The Church – place of grace

 
 Ours is a searching God. St Catherine of Siena spoke of God being pazzo d’amore and ebro d’amore – crazed with love for us, drunk with love for us. She was right. How far has the Lord’s foolish love compelled Him to come in search of us. And at what a cost to Himself does He carry us home.
 
Look at the Gospels. The worse a person felt about himself or herself, the more likely they saw Jesus as a refuge. In His loving companionship lost souls knew themselves to be more than they had dared to imagine. Jesus brought these people, trapped in their tortured lives, a message of hope – anyone, anyone at any moment can start a new future by the sheer goodness of God.  
 
In God’s grace we grow to love ourselves as He wants – all of ourselves, even the parts we wish were not there, the parts of us we wish God hadn’t made, the parts of us we lament.
 
“Zacchaeus, come down, I am staying with you today!”
 
The Church exists to mediate that free, transforming love we call grace. The Church’s primary role is to share the Gospel of God’s grace – that unrestricted gracious love that, when it is accepted with joy, lifts up and changes lives. Such grace comes from beyond, as a gift not an achievement.
 
Gordon MacDonald wrote: “The world can do almost anything as well or better than the Church. You need not be a Christian to build houses, feed the hungry, or care for the sick. There is only one thing the world cannot do. It cannot offer grace.”
 
Philip Yancey, reflecting on his own spiritual journey, said: “I rejected the Church for a time because I found so little grace there. I returned because I found grace nowhere else.”

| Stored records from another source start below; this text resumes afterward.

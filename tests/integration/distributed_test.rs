//! 分布式窗口集成测试
//!
//! 多个限流器实例共享同一存储；存储故障时按故障策略降级

use crate::common::*;
use ratewarden::{
    Clock, DenyReason, DistributedWindowStrategy, FailurePolicy, KeyType, MemoryWindowStore,
    RateLimiter, WindowStore,
};
use std::sync::atomic::{AtomicU64, Ordering};
use std::sync::Arc;
use std::time::Duration;

fn node(store: Arc<dyn WindowStore>, clock: Arc<dyn Clock>, policy: FailurePolicy) -> RateLimiter {
    let strategy = DistributedWindowStrategy::new(store, Duration::from_secs(60), 10, clock.clone())
        .unwrap()
        .failure_policy(policy);
    RateLimiter::with_clock(strategy, clock)
}

#[tokio::test]
async fn test_nodes_share_quota() {
    let clock = manual_clock();
    let store: Arc<dyn WindowStore> = Arc::new(MemoryWindowStore::new());
    let nodes: Vec<Arc<RateLimiter>> = (0..3)
        .map(|_| Arc::new(node(store.clone(), shared(&clock), FailurePolicy::FailOpen)))
        .collect();

    let admitted = Arc::new(AtomicU64::new(0));
    let mut handles = Vec::new();
    for i in 0..60 {
        let node = nodes[i % nodes.len()].clone();
        let admitted = admitted.clone();
        handles.push(tokio::spawn(async move {
            if node.check_rate_limit("tenant-42", &KeyType::ApiKey).await.allowed {
                admitted.fetch_add(1, Ordering::Relaxed);
            }
        }));
    }
    for handle in handles {
        handle.await.unwrap();
    }

    assert_eq!(admitted.load(Ordering::Relaxed), 10);

    let denied = nodes[0].check_rate_limit("tenant-42", &KeyType::ApiKey).await;
    assert!(!denied.allowed);
    assert_eq!(denied.retry_after, Some(Duration::from_secs(60)));

    clock.advance(Duration::from_secs(60) + Duration::from_millis(1));
    assert!(nodes[1].check_rate_limit("tenant-42", &KeyType::ApiKey).await.allowed);
}

#[tokio::test]
async fn test_store_failure_policies() {
    init_test_logging();
    let clock = manual_clock();
    let store = Arc::new(FlakyStore::new());
    let open = node(store.clone(), shared(&clock), FailurePolicy::FailOpen);
    let closed = node(store.clone(), shared(&clock), FailurePolicy::FailClosed);

    assert!(open.check_rate_limit("k", &KeyType::Ip).await.allowed);

    store.set_failing(true);
    let degraded_open = open.check_rate_limit("k", &KeyType::Ip).await;
    assert!(degraded_open.allowed);
    assert!(degraded_open.degraded);

    let degraded_closed = closed.check_rate_limit("k", &KeyType::Ip).await;
    assert!(!degraded_closed.allowed);
    assert!(degraded_closed.degraded);
    assert_eq!(
        degraded_closed.reason,
        Some(DenyReason::BackendUnavailable)
    );

    store.set_failing(false);
    let recovered = closed.check_rate_limit("k", &KeyType::Ip).await;
    assert!(recovered.allowed);
    assert!(!recovered.degraded);
    assert_eq!(store.calls(), 4);
}

#[tokio::test]
async fn test_reset_clears_shared_window() {
    let clock = manual_clock();
    let store = Arc::new(MemoryWindowStore::new());
    let limiter = node(store.clone(), shared(&clock), FailurePolicy::FailOpen);

    for _ in 0..10 {
        limiter.check_rate_limit("k", &KeyType::Ip).await;
    }
    assert!(!limiter.check_rate_limit("k", &KeyType::Ip).await.allowed);
    assert_eq!(store.len(), 1);

    limiter.reset("k", &KeyType::Ip).await;
    assert!(store.is_empty());
    assert!(limiter.check_rate_limit("k", &KeyType::Ip).await.allowed);
}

Francis lived in a time when the Church was shaken by scandals and tensions – far worst than in our own time. However, he was clear that his calling meant remaining firmly within the family of the Church, staying open and available to God’s graious action himself, and working to make the Church more clearly, more effectively a sacred space where the grace of God’s goodness can be experienced by a seeking world. 


It is a faith persepective that enables us to stand steadfast.